#### HOW TO COMPLETE THIS TASK:
The result should be every line in the material below containing the string "parenthesized".

#### AVAILABLE RECORDS:
________

//! Search evaluation: one Sigma search → an ordered list of filter strings.

use logseed_parser::{FieldMatcher, Modifier, Search};

use crate::error::{EvalError, Result};
use crate::evaluator::RuleEvaluator;
use crate::modifier::{self, CompiledComparator};

impl RuleEvaluator {
    /// Evaluate a search into filter strings, one per field matcher,
    /// flattened across event matchers in input order.
    pub(crate) fn evaluate_search(&mut self, search: &Search) -> Result<Vec<String>> {
        if !search.keywords.is_empty() {
            return Err(EvalError::UnsupportedFeature("keywords".into()));
        }

        // Degenerate case (but common for logsource-only searches)
        let mut filters = Vec::new();

        for event_matcher in &search.event_matchers {
            for field_matcher in event_matcher {
                // A trailing `all` switches value aggregation from OR to AND
                let mut modifiers: &[Modifier] = &field_matcher.modifiers;
                let all_values_must_match = modifiers.last() == Some(&Modifier::All);
                if all_values_must_match {
                    modifiers = &modifiers[..modifiers.len() - 1];
                }

                let comparator = modifier::compile(modifiers, self.mode())?;
                let values = self.matcher_values(field_matcher)?;

                // Field mappings fan one rule field out to several event fields
                let fields = match self.fieldmappings().get(&field_matcher.field) {
                    Some(mapped) if !mapped.is_empty() => mapped.clone(),
                    _ => vec![field_matcher.field.clone()],
                };

                filters.push(self.assemble_filter(
                    &values,
                    &fields,
                    &comparator,
                    all_values_must_match,
                )?);
            }
        }

        Ok(filters)
    }

    /// Resolve a field matcher's values to strings: scalars are stringified,
    /// `%placeholder%` values are expanded through the configured hook.
    fn matcher_values(&self, matcher: &FieldMatcher) -> Result<Vec<String>> {
        let mut values = Vec::new();

        for abstract_value in &matcher.values {
            if !abstract_value.is_scalar() {
                return Err(EvalError::InvalidMatcherValue(format!(
                    "{abstract_value} (field {})",
                    matcher.field
                )));
            }
            let value = abstract_value.to_string();

            if value.starts_with('%') && value.ends_with('%') && value.len() > 1 {
                let expanded = self.expand_placeholder(&value)?;
                values.extend(expanded);
            } else {
                values.push(value);
            }
        }

        Ok(values)
    }

    /// Build one filter string from the values × fields matrix.
    ///
    /// Per field: comparator outputs joined by `" and "` (all-values mode) or
    /// `" or "`, parenthesized when there are multiple values. Fields are
    /// joined by `" or "`, the whole parenthesized when there are multiple
    /// fields.
    fn assemble_filter(
        &mut self,
        values: &[String],
        fields: &[String],
        comparator: &CompiledComparator,
        all_values_must_match: bool,
    ) -> Result<String> {
        let value_joiner = if all_values_must_match { " and " } else { " or " };

        let mut field_exprs = Vec::with_capacity(fields.len());
        for field in fields {
            let atoms: Vec<String> = values
                .iter()
                .map(|value| comparator.render(field, value, self.generator()))
                .collect();

            let joined = atoms.join(value_joiner);
            if values.len() > 1 {
                field_exprs.push(format!("({joined})"));
            } else {
                field_exprs.push(joined);
            }
        }

        let joined = field_exprs.join(" or ");
        if fields.len() > 1 {
            Ok(format!("({joined})"))
        } else {
            Ok(joined)
        }
    }
}

// SigmaValue stringification sanity: the canonical forms feed straight into
// the comparator, so pin them here too.
#[cfg(test)]
mod tests {
    use super::*;
    use logseed_parser::parse_rule_yaml;

    fn evaluator(yaml: &str) -> RuleEvaluator {
        RuleEvaluator::for_rule(parse_rule_yaml(yaml).unwrap()).with_seed(7)
    }

    #[test]
    fn test_keywords_unsupported() {
        let mut ev = evaluator(
            r#"
title: Keywords
logsource:
    category: test
detection:
    keywords:
        - 'malware'
    condition: keywords
"#,
        );
        let err = ev.alters().unwrap_err();
        assert!(matches!(err, EvalError::UnsupportedFeature(f) if f == "keywords"));
    }

    #[test]
    fn test_empty_search_yields_no_filters() {
        let search = Search::default();
        let mut ev = evaluator(
            r#"
title: Empty
logsource:
    category: test
detection:
    selection:
        f: v
    condition: selection
"#,
        );
        assert!(ev.evaluate_search(&search).unwrap().is_empty());
    }

    #[test]
    fn test_composite_value_rejected() {
        let mut ev = evaluator(
            r#"
title: Composite
logsource:
    category: test
detection:
    selection:
        Hashes:
            md5: 0cfc...
    condition: selection
"#,
        );
        let err = ev.alters().unwrap_err();
        assert!(matches!(err, EvalError::InvalidMatcherValue(_)));
    }

    #[test]
    fn test_placeholder_without_hook_errors() {
        let mut ev = evaluator(
            r#"
title: Placeholder
logsource:
    category: test
detection:
    selection:
        User: '%admins%'
    condition: selection
"#,
        );
        let err = ev.alters().unwrap_err();
        assert!(matches!(err, EvalError::UnresolvedPlaceholder(..)));
    }

    #[test]
    fn test_placeholder_expansion_fans_out_values() {
        let mut ev = evaluator(
            r#"
title: Placeholder
logsource:
    category: test
detection:
    selection:
        User: '%admins%'
    condition: selection
"#,
        )
        .with_placeholder_expander(|name| {
            assert_eq!(name, "%admins%");
            Ok(vec!["root".to_string(), "admin".to_string()])
        });

        let result = ev.alters().unwrap();
        let filter = &result.searches["selection"][0];
        assert_eq!(filter, "(user equal 'root' or user equal 'admin')");
    }

    #[test]
    fn test_all_modifier_switches_to_and() {
        let mut ev = evaluator(
            r#"
title: All
logsource:
    category: test
detection:
    selection:
        Cmd|contains|all:
            - 'a'
            - 'b'
    condition: selection
"#,
        );
        let result = ev.alters().unwrap();
        let filter = &result.searches["selection"][0];
        assert!(filter.starts_with('('), "got: {filter}");
        assert!(filter.contains(" and "), "got: {filter}");
        assert!(!filter.contains(" or "), "got: {filter}");
    }

    #[test]
    fn test_multiple_values_joined_with_or() {
        let mut ev = evaluator(
            r#"
title: Values
logsource:
    category: test
detection:
    selection:
        EventID:
            - 4688
            - 4689
    condition: selection
"#,
        );
        let result = ev.alters().unwrap();
        assert_eq!(
            result.searches["selection"][0],
            "(eventid equal '4688' or eventid equal '4689')"
        );
    }
}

________

#### SOLUTION FOR THIS EXERCISE:
    /// `" or "`, parenthesized when there are multiple values. Fields are
    /// joined by `" or "`, the whole parenthesized when there are multiple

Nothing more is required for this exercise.